Алексей Гаврилович Венецианов - [2]
По семейному преданию, в 1730-х или в 1740-х годах в Нежин переселился Федор Венецианов с женой Еленой. По одним источникам, переселение произошло из Эпирского местечка Болгарии, по другим — из Болгарии, где чета Венециановых жила некоторое время, держа свой путь из Греции. В России семья впоследствии разветвилась, и каждая ветвь утверждала свою версию фамилии предков: одни считали, что в бытность в Греции предки прозывались Проко, другие — что Фармаки, третьи — Михапуло. Не вызывало ни у кого возражений лишь то, что род Венециано происходил из Греции и их первым обиталищем на территории России был город Нежин. В исповедальных книгах московской церкви «Воскресения Христова» отец Алексея Гавриловича долго именуется «нежинским купцом, греком», потом — «московским купцом, греком», а с 1785 года уже просто — «московским купцом».

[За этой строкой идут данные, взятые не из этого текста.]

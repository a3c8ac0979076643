//! Domain Layer
//!
//! Entities, value objects, geometry and the outbound ports of the
//! resolution pipeline.

pub mod country_catalog;
pub mod entities;
pub mod errors;
pub mod geometry;
pub mod ports;
pub mod services;
pub mod value_objects;
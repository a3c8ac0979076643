//! In-memory port implementations for application tests.

use crate::domain::entities::{EntityLabel, GeocodeHit, RecognizedEntity};
use crate::domain::errors::{BoundaryError, ExtractionError, GeocodeError};
use crate::domain::ports::{BoundarySource, EntityRecognizer, GeocodingBackend};
use async_trait::async_trait;
use dashmap::DashMap;
use serde_json::json;
use std::collections::{HashMap, VecDeque};
use std::sync::atomic::{AtomicU32, Ordering};
use std::sync::Mutex;
use std::time::Duration;

/// Scripted answer for one geocoder call.
#[derive(Debug, Clone)]
pub enum Reply {
    Hit(f64, f64, &'static str),
    NotFound,
    Transient,
    Unexpected,
}

/// Geocoder with per-address scripted replies and call counting.
///
/// Each address pops its script front to back; the last reply repeats once
/// the script runs out. Unknown addresses are NotFound.
pub struct ScriptedGeocoder {
    name: String,
    scripts: Mutex<HashMap<String, VecDeque<Reply>>>,
    calls: DashMap<String, u32>,
    total: AtomicU32,
    latency: Duration,
}

impl ScriptedGeocoder {
    pub fn new() -> Self {
        Self::named("scripted")
    }

    pub fn named(name: &str) -> Self {
        Self {
            name: name.to_string(),
            scripts: Mutex::new(HashMap::new()),
            calls: DashMap::new(),
            total: AtomicU32::new(0),
            latency: Duration::ZERO,
        }
    }

    pub fn with_latency(mut self, latency: Duration) -> Self {
        self.latency = latency;
        self
    }

    pub fn reply(self, address: &str, replies: Vec<Reply>) -> Self {
        self.scripts
            .lock()
            .unwrap()
            .insert(address.to_string(), replies.into());
        self
    }

    pub fn hit(self, address: &str, lat: f64, lon: f64, display: &'static str) -> Self {
        self.reply(address, vec![Reply::Hit(lat, lon, display)])
    }

    pub fn calls(&self, address: &str) -> u32 {
        self.calls.get(address).map(|c| *c).unwrap_or(0)
    }

    pub fn total_calls(&self) -> u32 {
        self.total.load(Ordering::SeqCst)
    }
}

#[async_trait]
impl GeocodingBackend for ScriptedGeocoder {
    fn name(&self) -> &str {
        &self.name
    }

    async fn search(&self, address: &str) -> Result<Option<GeocodeHit>, GeocodeError> {
        *self.calls.entry(address.to_string()).or_insert(0) += 1;
        self.total.fetch_add(1, Ordering::SeqCst);

        let reply = {
            let mut scripts = self.scripts.lock().unwrap();
            match scripts.get_mut(address) {
                Some(queue) if queue.len() > 1 => queue.pop_front(),
                Some(queue) => queue.front().cloned(),
                None => None,
            }
        };

        if !self.latency.is_zero() {
            tokio::time::sleep(self.latency).await;
        }

        match reply.unwrap_or(Reply::NotFound) {
            Reply::Hit(latitude, longitude, display) => Ok(Some(GeocodeHit {
                latitude,
                longitude,
                display_name: display.to_string(),
            })),
            Reply::NotFound => Ok(None),
            Reply::Transient => Err(GeocodeError::Transient("503".into())),
            Reply::Unexpected => Err(GeocodeError::Unexpected("garbage".into())),
        }
    }
}

/// Recognizer returning a fixed entity list regardless of input.
pub struct StaticRecognizer {
    entities: Vec<RecognizedEntity>,
    fail: bool,
}

impl StaticRecognizer {
    pub fn new(entities: &[(&str, &str)]) -> Self {
        Self {
            entities: entities
                .iter()
                .map(|(text, label)| RecognizedEntity::new(*text, EntityLabel::parse(label)))
                .collect(),
            fail: false,
        }
    }

    pub fn failing() -> Self {
        Self {
            entities: Vec::new(),
            fail: true,
        }
    }
}

#[async_trait]
impl EntityRecognizer for StaticRecognizer {
    async fn recognize(&self, _text: &str) -> Result<Vec<RecognizedEntity>, ExtractionError> {
        if self.fail {
            return Err(ExtractionError::Unavailable("connection refused".into()));
        }
        Ok(self.entities.clone())
    }
}

/// Boundary source backed by a map of identifier to GeoJSON geometry.
pub struct StaticBoundarySource {
    geometries: HashMap<String, serde_json::Value>,
    calls: DashMap<String, u32>,
    fail: bool,
}

impl StaticBoundarySource {
    pub fn new() -> Self {
        Self {
            geometries: HashMap::new(),
            calls: DashMap::new(),
            fail: false,
        }
    }

    pub fn failing() -> Self {
        Self {
            fail: true,
            ..Self::new()
        }
    }

    pub fn with(mut self, identifier: &str, geometry: serde_json::Value) -> Self {
        self.geometries.insert(identifier.to_string(), geometry);
        self
    }

    /// Register a valid unit square offset by `x`.
    pub fn square(self, identifier: &str, x: f64) -> Self {
        self.with(identifier, square_geojson(x))
    }

    pub fn calls(&self, identifier: &str) -> u32 {
        self.calls.get(identifier).map(|c| *c).unwrap_or(0)
    }
}

#[async_trait]
impl BoundarySource for StaticBoundarySource {
    async fn fetch_boundary(
        &self,
        identifier: &str,
    ) -> Result<Option<serde_json::Value>, BoundaryError> {
        *self.calls.entry(identifier.to_string()).or_insert(0) += 1;
        if self.fail {
            return Err(BoundaryError::Status(500));
        }
        Ok(self.geometries.get(identifier).cloned())
    }
}

pub fn square_geojson(x: f64) -> serde_json::Value {
    json!({
        "type": "Polygon",
        "coordinates": [[[x, 0.0], [x + 1.0, 0.0], [x + 1.0, 1.0], [x, 1.0], [x, 0.0]]]
    })
}

pub fn bowtie_geojson() -> serde_json::Value {
    json!({
        "type": "Polygon",
        "coordinates": [[[0.0, 0.0], [1.0, 1.0], [1.0, 0.0], [0.0, 1.0], [0.0, 0.0]]]
    })
}
//! Boundary Source Port
//!
//! Defines the interface for fetching country outline geometry.

use crate::domain::errors::BoundaryError;
use async_trait::async_trait;

/// Source of boundary geometry for a country identifier.
///
/// Returns the GeoJSON geometry object of the best matching feature, or
/// `None` when the source has no feature for the identifier. Parsing and
/// validation are left to the caller.
#[async_trait]
pub trait BoundarySource: Send + Sync {
    /// Fetch the outline for a country name or ISO alpha-3 code.
    async fn fetch_boundary(
        &self,
        identifier: &str,
    ) -> Result<Option<serde_json::Value>, BoundaryError>;
}
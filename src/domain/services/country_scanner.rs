//! Country Candidate Scanner
//!
//! Pure domain logic for spotting country names in text.
//! This service has NO external dependencies - it's pure Rust.

use crate::domain::country_catalog::{CountryEntry, COUNTRIES};
use crate::domain::entities::CountryCandidate;
use std::collections::HashSet;

/// Scans text for verbatim country names.
///
/// A country is a candidate iff its full catalog name is a substring of the
/// text. Matching is exact and case-sensitive: "france" or "the French
/// Republic" do not match, and a name embedded in a longer word
/// ("Oman" in "Romania") does.
#[derive(Debug, Clone, Copy)]
pub struct CountryScanner {
    catalog: &'static [CountryEntry],
}

impl CountryScanner {
    /// Scanner over the full ISO 3166-1 catalog.
    pub fn new() -> Self {
        Self::with_catalog(COUNTRIES)
    }

    /// Scanner over a custom catalog.
    pub fn with_catalog(catalog: &'static [CountryEntry]) -> Self {
        Self { catalog }
    }

    /// Find every catalog country named in `text`.
    ///
    /// Candidates come back in catalog order, deduplicated by alpha-3 code.
    pub fn scan(&self, text: &str) -> Vec<CountryCandidate> {
        let mut seen = HashSet::new();

        self.catalog
            .iter()
            .filter(|country| text.contains(country.name))
            .filter(|country| seen.insert(country.alpha3))
            .map(|country| CountryCandidate::new(country.name, country.alpha3))
            .collect()
    }
}

impl Default for CountryScanner {
    fn default() -> Self {
        Self::new()
    }
}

Судя по «рекламным» объявлениям в «Московских ведомостях», Гаврила Юрьевич был купцом далеко не широкого размаха: ягоды в варенье по десять копеек фунт, ягодные кусты от трех рублей до полтинника ценою да тюльпанные луковицы «разных колеров, ценою смотря по величине луковиц». И еще один, не вполне обычный товар предлагал покупателям купец Венецианов: «очень хорошие разные картины, деланные сухими красками, в золотых рамах за стеклами, за весьма умеренную цену». В тогдашних газетах не раз встречаются объявления о продаже картин. Были в Москве скупщики картин, были, по-видимому, и спекулянты, которые не гнушались и обманом, завлекая простодушных любителей «подлинниками» Рубенса, Ван Дейка и Рембрандта… Не больше доверия внушают и продавцы «лучших картин за половинную цену» или «25-ти картин за сходную цену». В венециановских объявлениях бросается в глаза одна отличительная особенность: во всех предлагаются картины только сухими красками, то есть пастелью. Это не случайные «25 картин за сходную цену». Ясно, что рядом с купцом постоянно был какой-то художник, на протяжении не одного года. И художник этот писал — преимущественно или исключительно — пастелью. Кто он, этот художник? Поискать ответ на этот вопрос мы попробуем чуть позже.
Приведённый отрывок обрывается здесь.